*AIM OF THE EXERCISE*:
Range to output from the entries below: the line containing "pub fn report(&self)" through the line containing "one pipeline request.". Set it down exactly, ends included, nothing else.

*DATASET CONTENT*:
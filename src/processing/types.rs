//! Core data types and error definitions for the answering pipeline.

use crate::document::DocumentError;
use crate::embedding::EmbeddingClientError;
use crate::generation::GenerationClientError;
use serde::Serialize;
use thiserror::Error;
use tokio::sync::OnceCell;

/// Errors produced while turning raw text into chunks.
#[derive(Debug, Error, PartialEq, Eq)]
pub enum ChunkingError {
    /// Chunk size of zero words can never make progress.
    #[error("chunk size must be greater than zero")]
    InvalidChunkSize,
    /// Overlap must leave room for at least one new word per chunk.
    #[error("chunk overlap ({overlap}) must be smaller than chunk size ({chunk_size})")]
    OverlapTooLarge {
        /// Requested overlap in words.
        overlap: usize,
        /// Requested chunk size in words.
        chunk_size: usize,
    },
}

/// Rejected retrieval tunables.
#[derive(Debug, Error, PartialEq, Eq)]
pub enum SettingsError {
    /// Chunk geometry is unusable.
    #[error(transparent)]
    Chunking(#[from] ChunkingError),
    /// Retrieval width of zero selects nothing.
    #[error("top_k must be greater than zero")]
    InvalidTopK,
    /// Context budget of zero characters.
    #[error("max_context_chars must be greater than zero")]
    InvalidContextBudget,
}

/// Errors surfaced to callers of the pipeline.
///
/// Only request-level failures appear here; per-chunk and per-question upstream failures are
/// absorbed by the orchestrator and turned into dropped chunks or sentinel answers.
#[derive(Debug, Error)]
pub enum PipelineError {
    /// Malformed or missing input; nothing was processed.
    #[error("invalid input: {0}")]
    Input(String),
    /// Tunables supplied with the request were rejected.
    #[error("invalid settings: {0}")]
    Settings(#[from] SettingsError),
    /// Document could not be fetched or decoded.
    #[error("document fetch failed: {0}")]
    DocumentFetch(#[source] DocumentError),
    /// Chunker rejected its arguments.
    #[error("failed to chunk document: {0}")]
    Chunking(#[from] ChunkingError),
    /// Questions were asked before any document was indexed.
    #[error("no document has been indexed yet")]
    NoIndex,
}

impl From<DocumentError> for PipelineError {
    /// A reference that is not a usable URL is the caller's fault, not the upstream's.
    fn from(error: DocumentError) -> Self {
        match error {
            DocumentError::InvalidReference(reason) => PipelineError::Input(format!(
                "malformed document reference: {reason}"
            )),
            other => PipelineError::DocumentFetch(other),
        }
    }
}

/// Failures while assembling a [`ProcessingService`](super::ProcessingService) from configuration.
#[derive(Debug, Error)]
pub enum ServiceInitError {
    /// Embedding provider could not be constructed.
    #[error("embedding client: {0}")]
    Embedding(#[from] EmbeddingClientError),
    /// Generation provider could not be constructed.
    #[error("generation client: {0}")]
    Generation(#[from] GenerationClientError),
    /// Document fetcher could not be constructed.
    #[error("document source: {0}")]
    Document(#[from] DocumentError),
    /// Configured tunables are invalid.
    #[error("settings: {0}")]
    Settings(#[from] SettingsError),
}

/// Tunable retrieval parameters accepted at the pipeline boundary.
#[derive(Debug, Clone, Copy, PartialEq, Eq, Serialize)]
pub struct PipelineSettings {
    /// Words per chunk.
    pub chunk_size: usize,
    /// Words repeated at the start of the next chunk.
    pub chunk_overlap: usize,
    /// Number of ranked chunks used as context.
    pub top_k: usize,
    /// Character budget for the assembled context.
    pub max_context_chars: usize,
}

impl Default for PipelineSettings {
    fn default() -> Self {
        Self {
            chunk_size: 500,
            chunk_overlap: 100,
            top_k: 5,
            max_context_chars: 30_000,
        }
    }
}

impl PipelineSettings {
    /// Reject geometry that would stall or duplicate chunking, and empty retrieval windows.
    pub fn validate(&self) -> Result<(), SettingsError> {
        if self.chunk_size == 0 {
            return Err(ChunkingError::InvalidChunkSize.into());
        }
        if self.chunk_overlap >= self.chunk_size {
            return Err(ChunkingError::OverlapTooLarge {
                overlap: self.chunk_overlap,
                chunk_size: self.chunk_size,
            }
            .into());
        }
        if self.top_k == 0 {
            return Err(SettingsError::InvalidTopK);
        }
        if self.max_context_chars == 0 {
            return Err(SettingsError::InvalidContextBudget);
        }
        Ok(())
    }
}

/// Per-request overrides; unset fields fall back to the service defaults.
#[derive(Debug, Clone, Copy, Default)]
pub struct SettingsOverrides {
    /// Words per chunk.
    pub chunk_size: Option<usize>,
    /// Words of overlap.
    pub chunk_overlap: Option<usize>,
    /// Retrieval width.
    pub top_k: Option<usize>,
    /// Context budget in characters.
    pub max_context_chars: Option<usize>,
}

impl SettingsOverrides {
    /// Merge onto `base` and validate the result.
    pub fn apply(self, base: PipelineSettings) -> Result<PipelineSettings, SettingsError> {
        let merged = PipelineSettings {
            chunk_size: self.chunk_size.unwrap_or(base.chunk_size),
            chunk_overlap: self.chunk_overlap.unwrap_or(base.chunk_overlap),
            top_k: self.top_k.unwrap_or(base.top_k),
            max_context_chars: self.max_context_chars.unwrap_or(base.max_context_chars),
        };
        merged.validate()?;
        Ok(merged)
    }
}

/// A chunk whose embedding was produced successfully.
#[derive(Debug, Clone)]
pub struct IndexedChunk {
    /// Position of the chunk in chunker output; used to break score ties.
    pub position: usize,
    /// Chunk text.
    pub text: String,
    /// Embedding vector.
    pub embedding: Vec<f32>,
}

/// Immutable, fully built retrieval index for one document.
#[derive(Debug)]
pub struct DocumentIndex {
    /// Reference the document was loaded from.
    pub source: String,
    /// SHA-256 of the decoded document text, hex encoded.
    pub fingerprint: String,
    /// RFC3339 timestamp of when the build finished.
    pub built_at: String,
    /// Chunks that were embedded successfully, in chunker order.
    pub chunks: Vec<IndexedChunk>,
    /// Chunks whose embedding failed and were left out.
    pub dropped: usize,
    pub(crate) summary: OnceCell<String>,
}

impl DocumentIndex {
    /// Assemble an index from already embedded chunks.
    pub fn new(
        source: impl Into<String>,
        fingerprint: impl Into<String>,
        built_at: impl Into<String>,
        chunks: Vec<IndexedChunk>,
        dropped: usize,
    ) -> Self {
        Self {
            source: source.into(),
            fingerprint: fingerprint.into(),
            built_at: built_at.into(),
            chunks,
            dropped,
            summary: OnceCell::new(),
        }
    }

    /// Whether no chunk survived embedding.
    pub fn is_empty(&self) -> bool {
        self.chunks.is_empty()
    }

    /// Lightweight description of this index for callers.
    pub fn report(&self) -> IndexReport {
        IndexReport {
            source: self.source.clone(),
            fingerprint: self.fingerprint.clone(),
            built_at: self.built_at.clone(),
            chunks_indexed: self.chunks.len(),
            chunks_dropped: self.dropped,
        }
    }
}

/// Summary of a completed index build.
#[derive(Debug, Clone, PartialEq, Eq, Serialize)]
pub struct IndexReport {
    /// Reference the document was loaded from.
    pub source: String,
    /// SHA-256 of the decoded text.
    pub fingerprint: String,
    /// RFC3339 build timestamp.
    pub built_at: String,
    /// Number of chunks available for retrieval.
    pub chunks_indexed: usize,
    /// Number of chunks dropped after embedding failures.
    pub chunks_dropped: usize,
}

/// One scored chunk returned by the ranker.
#[derive(Debug, Clone, PartialEq)]
pub struct RankedResult {
    /// Chunk text.
    pub chunk_text: String,
    /// Cosine similarity against the query.
    pub score: f32,
}

/// Lifecycle of one pipeline request.
#[derive(Debug, Clone, Copy, PartialEq, Eq)]
pub enum PipelineStage {
    /// Nothing started.
    Idle,
    /// Fetching, chunking and embedding the document.
    Ingesting,
    /// Index built, possibly empty.
    Indexed,
    /// Questions are being answered.
    Answering,
    /// Answers collected.
    Done,
    /// Request-level failure.
    Failed,
}

impl PipelineStage {
    /// Whether moving from `self` to `next` is a legal transition.
    pub fn can_transition_to(self, next: PipelineStage) -> bool {
        use PipelineStage::*;
        matches!(
            (self, next),
            (Idle, Ingesting)
                | (Idle, Answering)
                | (Ingesting, Indexed)
                | (Ingesting, Failed)
                | (Indexed, Answering)
                | (Answering, Done)
                | (Answering, Failed)
        )
    }
}

/// Tracks and logs the stage of a single request.
#[derive(Debug)]
pub(crate) struct StageTracker {
    stage: PipelineStage,
}

impl StageTracker {
    pub(crate) fn new() -> Self {
        Self {
            stage: PipelineStage::Idle,
        }
    }

    pub(crate) fn stage(&self) -> PipelineStage {
        self.stage
    }

    pub(crate) fn advance(&mut self, next: PipelineStage) {
        debug_assert!(
            self.stage.can_transition_to(next),
            "illegal pipeline transition {:?} -> {:?}",
            self.stage,
            next
        );
        tracing::debug!(from = ?self.stage, to = ?next, "Pipeline stage");
        self.stage = next;
    }
}

#[cfg(test)]
mod tests {
    use super::*;

    #[test]
    fn default_settings_are_valid() {
        assert_eq!(PipelineSettings::default().validate(), Ok(()));
    }

    #[test]
    fn overlap_must_be_smaller_than_chunk_size() {
        let settings = PipelineSettings {
            chunk_size: 10,
            chunk_overlap: 10,
            ..PipelineSettings::default()
        };
        assert_eq!(
            settings.validate(),
            Err(SettingsError::Chunking(ChunkingError::OverlapTooLarge {
                overlap: 10,
                chunk_size: 10
            }))
        );
    }

    #[test]
    fn zero_values_are_rejected() {
        let base = PipelineSettings::default();
        let zero_top_k = SettingsOverrides {
            top_k: Some(0),
            ..SettingsOverrides::default()
        };
        assert_eq!(zero_top_k.apply(base), Err(SettingsError::InvalidTopK));
        let zero_budget = SettingsOverrides {
            max_context_chars: Some(0),
            ..SettingsOverrides::default()
        };
        assert_eq!(
            zero_budget.apply(base),
            Err(SettingsError::InvalidContextBudget)
        );
    }

    #[test]
    fn overrides_merge_onto_base() {
        let merged = SettingsOverrides {
            chunk_size: Some(10),
            chunk_overlap: Some(2),
            ..SettingsOverrides::default()
        }
        .apply(PipelineSettings::default())
        .unwrap();
        assert_eq!(merged.chunk_size, 10);
        assert_eq!(merged.chunk_overlap, 2);
        assert_eq!(merged.top_k, 5);
    }

    #[test]
    fn stage_transitions_follow_lifecycle() {
        use PipelineStage::*;
        assert!(Idle.can_transition_to(Ingesting));
        assert!(Ingesting.can_transition_to(Indexed));
        assert!(Indexed.can_transition_to(Answering));
        assert!(Answering.can_transition_to(Done));
        assert!(Ingesting.can_transition_to(Failed));
        assert!(!Indexed.can_transition_to(Failed));
        assert!(!Done.can_transition_to(Answering));

        let mut tracker = StageTracker::new();
        tracker.advance(Ingesting);
        tracker.advance(Indexed);
        assert_eq!(tracker.stage(), Indexed);
    }

    #[test]
    fn malformed_references_are_input_errors() {
        let error = PipelineError::from(DocumentError::InvalidReference("not a url".into()));
        assert!(matches!(error, PipelineError::Input(ref message) if message.contains("not a url")));

        let error = PipelineError::from(DocumentError::Unavailable("timed out".into()));
        assert!(matches!(error, PipelineError::DocumentFetch(DocumentError::Unavailable(_))));
    }
}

*SOLUTION TO THIS EXERCISE*:
    pub fn report(&self) -> IndexReport {
        IndexReport {
            source: self.source.clone(),
            fingerprint: self.fingerprint.clone(),
            built_at: self.built_at.clone(),
            chunks_indexed: self.chunks.len(),
            chunks_dropped: self.dropped,
        }
    }
}

/// Summary of a completed index build.
#[derive(Debug, Clone, PartialEq, Eq, Serialize)]
pub struct IndexReport {
    /// Reference the document was loaded from.
    pub source: String,
    /// SHA-256 of the decoded text.
    pub fingerprint: String,
    /// RFC3339 build timestamp.
    pub built_at: String,
    /// Number of chunks available for retrieval.
    pub chunks_indexed: usize,
    /// Number of chunks dropped after embedding failures.
    pub chunks_dropped: usize,
}

/// One scored chunk returned by the ranker.
#[derive(Debug, Clone, PartialEq)]
pub struct RankedResult {
    /// Chunk text.
    pub chunk_text: String,
    /// Cosine similarity against the query.
    pub score: f32,
}

/// Lifecycle of one pipeline request.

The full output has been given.